Em 2018, 25% das despesas previdenciárias do Regime Geral de Previdência Social (RGPS) foram bancadas por meio de contribuições de trabalhadores, 45% vieram dos empregadores, 30% eram oriundos de dinheiro aportado pela União para cobrir o déficit entre a receita e as despesas.
A fim de conter esse crescimento negativo, a equipe econômica do atual chefe da Republica, liderada pelo economista Paulo Guedes, apresentou o projeto de reforma, que busca uma economia da ordem de R$ 1 trilhão em 10 anos, com as mudanças nas regras previdenciárias. Assim, as regras de transição da reforma, para quem já está trabalhando, vão exigir mais tempo na ativa.
Pela reforma, a idade mínima para se aposentar será de 62 anos para as mulheres e 65 para os homens. Por essa regra é necessário que haja, no mínimo, 20 anos de contribuição. O governo propõe a redução do BPC de um salário mínimo para R$ 400 mensais, alegando a necessidade de expandir o benefício para mais 500 mil idosos.
Já as regras de transição para quem já está trabalhando e contribuindo para o INSS, oferecem quatro opções: 1) por um sistema de pontos; 2) por idade mínima com tempo de contribuição; 3) por idade; 4) pagando um pedágio de 50%. O pedágio é para quem, pelas regras atuais, se aposenta em dois anos: terá de pagar mais um ano.
A questão da idade mínima é defendida pelo deputado Serafim Corrêa, porém, ele discorda da forma como a proposta do governo está colocada. “Mistura tudo. Misturou assistência, previdência, benefício de prestação continuada (BPC), aposentadoria rural. E aí criou regras para ex-servidores, enfim, o governo misturou tudo. E quando alguém mistura tudo é porque não quer aprovar nada. Ele quer só fazer confusão”, argumenta.
A bola de neve
Os números do Tesouro Nacional apontam o crescimento dessa bola de neve. Em 2014 o rombo era de R$ 56 bilhões, foi para R$ 85 bilhões em 2015, atingiu R$ 182,4 bilhões em 2017, e em 2018 chegou a R$ 288,8 bilhões. Em 2019, para completar a folha dos aposentados o desembolso do governo está previsto em R$ 309 bilhões.
Benefícios pagos hoje pela Previdência
As aposentadorias como um todo: 58% dos benefícios = 20,3 milhões de pessoas.
Sendo:
– 10,7 milhões por idade (homens 65 anos e mulheres 60 anos);
– 6,3 milhões por tempo de contribuição – (homens por 35 anos e mulheres por 30 anos);
– e 3,3 milhões por invalidez.
– Os outros 42% são pensões por morte, benefícios relacionados a acidentes de trabalho e à Lei Orgânica da Assistência Social, como o Benefício de Prestação Continuada (BPC pago a mais de 2 milhões de idosos acima de 65 anos), segundo o INSS.

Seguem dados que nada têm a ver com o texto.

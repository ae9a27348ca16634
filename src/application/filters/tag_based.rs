use crate::domain::ports::filter::OpportunityFilter;
use crate::domain::values::context::OpportunityContext;
use crate::domain::values::opportunity::Opportunity;
use crate::domain::values::planner_config::PlannerConfiguration;

/// Excludes opportunities carrying any configured blocked tag.
pub struct TagFilter;

impl OpportunityFilter for TagFilter {
    fn name(&self) -> &'static str {
        "tag_based"
    }

    fn check(
        &self,
        opportunity: &Opportunity,
        _ctx: &OpportunityContext,
        config: &PlannerConfiguration,
    ) -> Vec<String> {
        if !config.filters.tag_based {
            return Vec::new();
        }
        opportunity
            .tags
            .iter()
            .filter(|tag| config.blocked_tags.iter().any(|b| b.eq_ignore_ascii_case(tag)))
            .map(|tag| format!("blocked tag: {tag}"))
            .collect()
    }
}
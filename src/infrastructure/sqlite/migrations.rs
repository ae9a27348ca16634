use rusqlite::Connection;

use crate::domain::error::DomainError;

pub fn run_migrations(conn: &Connection) -> Result<(), DomainError> {
    conn.execute_batch(
        "
        CREATE TABLE IF NOT EXISTS recommendations (
            uuid TEXT PRIMARY KEY,
            symbol TEXT NOT NULL,
            name TEXT NOT NULL DEFAULT '',
            side TEXT NOT NULL,
            quantity INTEGER NOT NULL,
            estimated_price REAL NOT NULL,
            estimated_value REAL NOT NULL,
            reason TEXT NOT NULL DEFAULT '',
            currency TEXT NOT NULL DEFAULT 'EUR',
            priority REAL NOT NULL DEFAULT 0,
            current_portfolio_score REAL NOT NULL DEFAULT 0,
            new_portfolio_score REAL NOT NULL DEFAULT 0,
            score_change REAL NOT NULL DEFAULT 0,
            status TEXT NOT NULL DEFAULT 'pending',
            portfolio_hash TEXT NOT NULL,
            retry_count INTEGER NOT NULL DEFAULT 0,
            last_attempt_at TEXT,
            failure_reason TEXT,
            created_at TEXT NOT NULL,
            updated_at TEXT NOT NULL,
            executed_at TEXT
        );

        CREATE TABLE IF NOT EXISTS planner_audit (
            portfolio_hash TEXT NOT NULL,
            kind TEXT NOT NULL,
            payload TEXT NOT NULL,
            stored_at TEXT NOT NULL,
            PRIMARY KEY (portfolio_hash, kind)
        );

        CREATE INDEX IF NOT EXISTS idx_recommendations_status_priority ON recommendations(status, priority);
        CREATE INDEX IF NOT EXISTS idx_recommendations_portfolio_hash ON recommendations(portfolio_hash);
        CREATE INDEX IF NOT EXISTS idx_recommendations_created ON recommendations(created_at);
        CREATE INDEX IF NOT EXISTS idx_planner_audit_stored ON planner_audit(stored_at);
        "
    ).map_err(|e| DomainError::Database(format!("Migration failed: {e}")))
}
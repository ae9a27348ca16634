pub mod scoring;
pub mod service;
pub mod simulation;

pub use service::EvaluationService;
pub use simulation::{EvaluationContext, PortfolioState};

use crate::domain::values::action::{ActionCandidate, ActionSequence};
use crate::domain::values::evaluation::{EvaluationResult, ScoreBreakdown};

/// Evaluates one sequence. Pure: the same sequence against the same context
/// always yields the same result.
pub fn evaluate_sequence(ctx: &EvaluationContext, sequence: &ActionSequence, portfolio_hash: &str) -> EvaluationResult {
    let sequence_hash = sequence.hash();
    match ctx.simulate(&sequence.actions) {
        Ok(end) => {
            let cost = ctx.costs.transaction_cost(&sequence.actions);
            let breakdown = scoring::score_state(&end, ctx, cost);
            EvaluationResult {
                sequence_hash,
                portfolio_hash: portfolio_hash.to_string(),
                end_score: breakdown.final_score,
                total_value_eur: end.total_value(),
                end_cash_eur: end.cash,
                end_positions: end.positions,
                breakdown,
                feasible: true,
                infeasibility: None,
            }
        }
        Err(reason) => EvaluationResult {
            sequence_hash,
            portfolio_hash: portfolio_hash.to_string(),
            end_score: 0.0,
            breakdown: ScoreBreakdown {
                start_score: ctx.start_score,
                ..ScoreBreakdown::default()
            },
            end_cash_eur: ctx.start.cash,
            end_positions: ctx.start.positions.clone(),
            total_value_eur: ctx.start.total_value(),
            feasible: false,
            infeasibility: Some(reason),
        },
    }
}

/// Final score after executing `actions` in order, or `None` when they are
/// infeasible. An empty slice scores the starting state.
pub fn score_actions(ctx: &EvaluationContext, actions: &[ActionCandidate]) -> Option<f64> {
    if actions.is_empty() {
        return Some(ctx.start_score);
    }
    let end = ctx.simulate(actions).ok()?;
    let cost = ctx.costs.transaction_cost(actions);
    Some(scoring::score_state(&end, ctx, cost).final_score)
}
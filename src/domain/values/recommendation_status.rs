use serde::{Deserialize, Serialize};
use std::fmt;
use std::str::FromStr;

/// Lifecycle state of a recommendation. `Executed`, `Dismissed` and `Failed` are terminal.
#[derive(Debug, Clone, Copy, PartialEq, Eq, Serialize, Deserialize)]
#[serde(rename_all = "lowercase")]
pub enum RecommendationStatus {
    Pending,
    Executed,
    Dismissed,
    Failed,
}

impl fmt::Display for RecommendationStatus {
    fn fmt(&self, f: &mut fmt::Formatter<'_>) -> fmt::Result {
        match self {
            RecommendationStatus::Pending => write!(f, "pending"),
            RecommendationStatus::Executed => write!(f, "executed"),
            RecommendationStatus::Dismissed => write!(f, "dismissed"),
            RecommendationStatus::Failed => write!(f, "failed"),
        }
    }
}

impl FromStr for RecommendationStatus {
    type Err = String;
    fn from_str(s: &str) -> Result<Self, Self::Err> {
        match s.to_lowercase().as_str() {
            "pending" => Ok(RecommendationStatus::Pending),
            "executed" => Ok(RecommendationStatus::Executed),
            "dismissed" => Ok(RecommendationStatus::Dismissed),
            "failed" => Ok(RecommendationStatus::Failed),
            _ => Err(format!("Unknown recommendation status: {s}")),
        }
    }
}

Fontes de receita previdenciária
A principal fonte de receita da Previdência vem do desconto mensal no pagamento dos trabalhadores com carteira assinada:
– Salário do empregado: varia de 8% a 11%;
– Contribuição das empresas por empregado: era de 20% até 2011, foi reduzida a até 1% pela desoneração da folha de pagamentos instituída no governo Dilma Rousseff e vem sendo gradativamente reconstituída.
Como essas duas fontes de receita são insuficientes para equilibrar a receita com as despesas, os discursos políticos sobre a reforma da Previdência se concentram no “déficit” e nos “privilégios”. Uma herança das ‘reformas’ realizadas nos governos anteriores, que nunca acabaram e nada resolveram.
Para Serafim Corrêa, a proposta de reforma atual, assim como as anteriores, não deverá passar pelo crivo político. “A nossa posição partidária é que esse texto não será aprovado. Nós entendemos a necessidade de se fazer ajuste na idade, mas apenas isso. E não tentar fazer uma grande parafernália. A reforma é cheia de jabutis, de coisas que não tem nada a ver com previdência”, adverte.
Dermilson Chagas também concorda com o aumento da idade, mas é cético quanto garantia de emprego para pessoas acima de 50 anos. E vai além: “Quantas pessoas acima de 30 anos ainda estão trabalhando formalmente? Os números do IBGE já mostram dados alarmantes. A pergunta que tem de ser feita é esta: quantas pessoas acima de 30, 50 anos os empresários, que estão querendo a reforma, vão empregar até completarem a idade mínima?”